The deal happened in 1983, he recalls, when he was managing director of a London-based company called Graftons and had built up a relationship with an executive at General Ribbon Corporation, a Californian manufacturer of typewriter ribbons.
Studholme wanted to move away from London. He had the idea of running his own firm making typewriter equipment and decided to pitch for business with his American contract.
At the time, he recalls, General Ribbon sold millions of typewriter ribbons per year and had an annual turnover of about £80m.
He went to see his contact. “I didn’t know him closely. He would have had many suppliers. But they wanted someone to supply the cassettes that want on the top and bottom of electric typewriters. I know how ribbons and typewrites worked and I thought I could do it. I flew there on a cheap flight and told the director that I wanted the order but would need a £50,000 loan to set up and tool up. I said I would repay them in a year. I was told to wait outside but I was only there for about five minutes. Then I was called back and told that I had not asked for enough and that they would loan me $100,000 for one year. They didn’t ask any questions at all. The director said: ‘Good. We are glad you can do it.’
“I was so excited. I was over the moon. It was all like a dream.”
Back in the UK, Studholms says he found a premises in Boston for a fraction of what he would have to pay in London.

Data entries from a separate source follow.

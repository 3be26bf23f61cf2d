//! Parameter layering.
//!
//! The effective parameter map is the overlay, lowest first, of factory
//! defaults, the config file, the command line, and call-site overrides.

use std::fmt;

use sim_agents::{Params, Value};

/// Origin of a parameter value, lowest precedence first.
#[derive(Debug, Clone, Copy, PartialEq, Eq, PartialOrd, Ord, Hash)]
pub enum Layer {
    Defaults,
    File,
    CommandLine,
    Overrides,
}

impl Layer {
    pub const ALL: [Layer; 4] = [
        Layer::Defaults,
        Layer::File,
        Layer::CommandLine,
        Layer::Overrides,
    ];

    fn index(self) -> usize {
        self as usize
    }
}

impl fmt::Display for Layer {
    fn fmt(&self, f: &mut fmt::Formatter<'_>) -> fmt::Result {
        match self {
            Layer::Defaults => write!(f, "defaults"),
            Layer::File => write!(f, "file"),
            Layer::CommandLine => write!(f, "command line"),
            Layer::Overrides => write!(f, "overrides"),
        }
    }
}

/// The four parameter layers of a simulation.
#[derive(Debug, Clone, Default, PartialEq)]
pub struct ParameterSources {
    layers: [Params; 4],
}

impl ParameterSources {
    pub fn new() -> Self {
        Self::default()
    }

    pub fn layer(&self, layer: Layer) -> &Params {
        &self.layers[layer.index()]
    }

    pub fn layer_mut(&mut self, layer: Layer) -> &mut Params {
        &mut self.layers[layer.index()]
    }

    /// Replaces a whole layer.
    pub fn set(&mut self, layer: Layer, params: Params) {
        self.layers[layer.index()] = params;
    }

    /// Overlays `params` onto an existing layer.
    pub fn extend(&mut self, layer: Layer, params: &Params) {
        self.layers[layer.index()].merge(params);
    }

    /// Looks `key` up from the highest layer down.
    pub fn get(&self, key: &str) -> Option<&Value> {
        Layer::ALL
            .iter()
            .rev()
            .find_map(|layer| self.layer(*layer).get(key))
    }

    /// The highest layer that defines `key`.
    pub fn origin(&self, key: &str) -> Option<Layer> {
        Layer::ALL
            .iter()
            .rev()
            .copied()
            .find(|layer| self.layer(*layer).contains(key))
    }

    /// The effective parameter map.
    pub fn merged(&self) -> Params {
        Params::layered(self.layers.iter())
    }
}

He started assembling the equipment he would need but soon realised the enormity of what he had contracted to do.
“When I got back to the UK, I realised what I had taken on,” he says. “It’s alright being a cheeky chappie and saying you can do something but I learned very quickly that it’s much harder having to actually carry it out.
“I flew back and forth to Los Angeles many times to make sure that we were getting in right. They were taking 1m cartridges a month and there were ten parts in each cartridge so we were moulding 10m parts a month,” he says. “We did so well that we repaid the $100,000 loan in a year, as agreed.”
DCI carried on supplying General Ribbon Corporation for about 15 years and still makes some typewriters kits for export to South America and Russia.
However, as computers replaced typewriters, it switched to making and recycling inkjet printer cartridges. Eight years ago, it set up Jet Tec International as a subsidiary to market its own brand of cartridges under the Jet Tec name.
These now account for about 60pc of its turnover, with the remainder coming from own-label cartridges that it makes for supermarkets and dealers.
“Nowadays,” says Studholme, “I find that my best sales approach is simply to invite people to come and visit the factory because it is still here in the UK and we do all our own design and injection moulding. That’s our strength. If I get someone to see it, they are usually blown away by what they see here and normally want to do business.”